Pelo menos 700 espécies
vivem e se multiplicam como simbiontes na boca dos ser humano. Estão adaptados à vida nesse habitat, nas vastas (para as
bactérias) planícies e cânions dos
nossos dentes e da nossa língua, onde se acredita que contribuam para a nossa
saúde oral ao eliminarem bactérias patogênicas. Pode parecer estranho pensar
que o ser humano está em conluio com esses micro organismos, mas a verdade
vista de outra maneira é ainda mais estranha; cada pessoa abriga mais células
bacterianas em seu corpo do que células humanas. Se a classificação zoológica
se baseasse na preponderância de certas células o ser humano seria classificado
como um ecossistema bacteriano. (Wilson, 2.008, p. 136).
E
para completar o mapa biogeográfico das bactérias não é preciso ir longe. Basta
vasculhar alguns metros quadrados do chão debaixo dos nossos pés, num parque,
numa floresta virgem ou num campo natural.
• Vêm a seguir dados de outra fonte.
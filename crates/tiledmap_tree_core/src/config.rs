//! Project-level settings for a map tree.
//!
//! Stored as camelCase JSON next to the project, for example:
//!
//! ```json
//! {
//!   "mapsDirectory": "maps",
//!   "hierarchyFile": "maps.xml",
//!   "defaultWidth": 40,
//!   "defaultLayerFormat": { "encoding": "csv" }
//! }
//! ```
//!
//! Every field is optional; missing ones take the values of [`MapTreeConfig::default`].

use std::fs;
use std::path::{Path, PathBuf};

use serde::{Deserialize, Serialize};
use tiledmap_tree_assets::LayerFormat;
use tiledmap_tree_assets::paths::{DEFAULT_MAP_EXTENSION, require_file};
use tracing::debug;

use crate::error::TreeError;

#[derive(Debug, Clone, PartialEq, Serialize, Deserialize)]
#[serde(rename_all = "camelCase", default)]
pub struct MapTreeConfig {
    /// Directory holding map files, relative to the project root.
    pub maps_directory: PathBuf,

    /// File name of the hierarchy descriptor inside the maps directory.
    pub hierarchy_file: String,

    /// Extension of map files, without the dot.
    pub map_extension: String,

    /// Size of new maps in tiles.
    pub default_width: u32,
    pub default_height: u32,

    /// Tile size of new maps in pixels.
    pub tile_width: u32,
    pub tile_height: u32,

    /// Encoding given to tile layers that do not choose their own.
    pub default_layer_format: LayerFormat,
}

impl Default for MapTreeConfig {
    fn default() -> Self {
        Self {
            maps_directory: PathBuf::from("maps"),
            hierarchy_file: "maps.xml".to_string(),
            map_extension: DEFAULT_MAP_EXTENSION.to_string(),
            default_width: 20,
            default_height: 15,
            tile_width: 32,
            tile_height: 32,
            default_layer_format: LayerFormat::default(),
        }
    }
}

impl MapTreeConfig {
    /// Load from a JSON file.
    ///
    /// # Errors
    /// * [`TreeError::InvalidPath`] if `path` is not an existing file
    /// * [`TreeError::Config`] if the JSON does not describe a config
    pub fn from_json_file(path: &Path) -> Result<Self, TreeError> {
        require_file(path)?;
        let content = fs::read_to_string(path).map_err(|e| TreeError::io(path, e))?;
        let config = serde_json::from_str(&content).map_err(|source| TreeError::Config {
            path: path.to_path_buf(),
            source,
        })?;
        debug!("Loaded map tree config from {}", path.display());
        Ok(config)
    }

    /// Write as pretty-printed JSON.
    pub fn to_json_file(&self, path: &Path) -> Result<(), TreeError> {
        let json = serde_json::to_string_pretty(self).map_err(|source| TreeError::Config {
            path: path.to_path_buf(),
            source,
        })?;
        fs::write(path, json).map_err(|e| TreeError::io(path, e))
    }

    /// Settings applied to maps created with [`Map::with_defaults`](crate::map::Map::with_defaults).
    pub fn map_defaults(&self) -> MapDefaults {
        MapDefaults {
            width: self.default_width,
            height: self.default_height,
            tile_width: self.tile_width,
            tile_height: self.tile_height,
            layer_format: self.default_layer_format,
        }
    }
}

/// The part of the configuration a single map needs.
#[derive(Debug, Clone, Copy, PartialEq, Eq)]
pub struct MapDefaults {
    pub width: u32,
    pub height: u32,
    pub tile_width: u32,
    pub tile_height: u32,
    pub layer_format: LayerFormat,
}

impl Default for MapDefaults {
    fn default() -> Self {
        MapTreeConfig::default().map_defaults()
    }
}
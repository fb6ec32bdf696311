//! Readers and writers for the files that make up a map tree.
//!
//! Map files and the hierarchy descriptor are parsed with `quick-xml`;
//! external `.tsx` tilesets go through the `tiled` crate.

pub mod hierarchy;
pub mod map;
pub mod tileset;

pub(crate) mod xml;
O manto de solo de
aproximadamente 3 quilômetros de
espessura abriga um fantástico número de espécies de micro organismos. Os cientistas
levarão séculos para identifica-los nos seu conjunto, se é que essa façanha
pode ser levada a bom termo num futuro remoto. A quantidade, a variedade e a
complexidade desse nano universo vivo, que faz com que o chão em que pisamos
seja um ecossistema gigantesco, intrincado e de alta resolução. Somando às
singularidades apontadas, falta chamar a atenção ao fato de que a biomassa
total que prolifera nos solos e subsolos, supera em volume toda a biomassa
encontrável na superfície. “Se por algum motivo a superfície terrestre fosse
queimada até torrar, a vida que há por debaixo dela provavelmente subsistiria.
Então, quem sabe, daqui a um bilhão anos,
talvez, dali poderiam evoluir novas formas de vida capazes de repovoar a superfície”. (Wilson, 2008, p. 136).
(Para mais detalhes a respeito recomenda-se especialmente o cap. 13 de (“A
Criação – como salvar a vida na terra)”.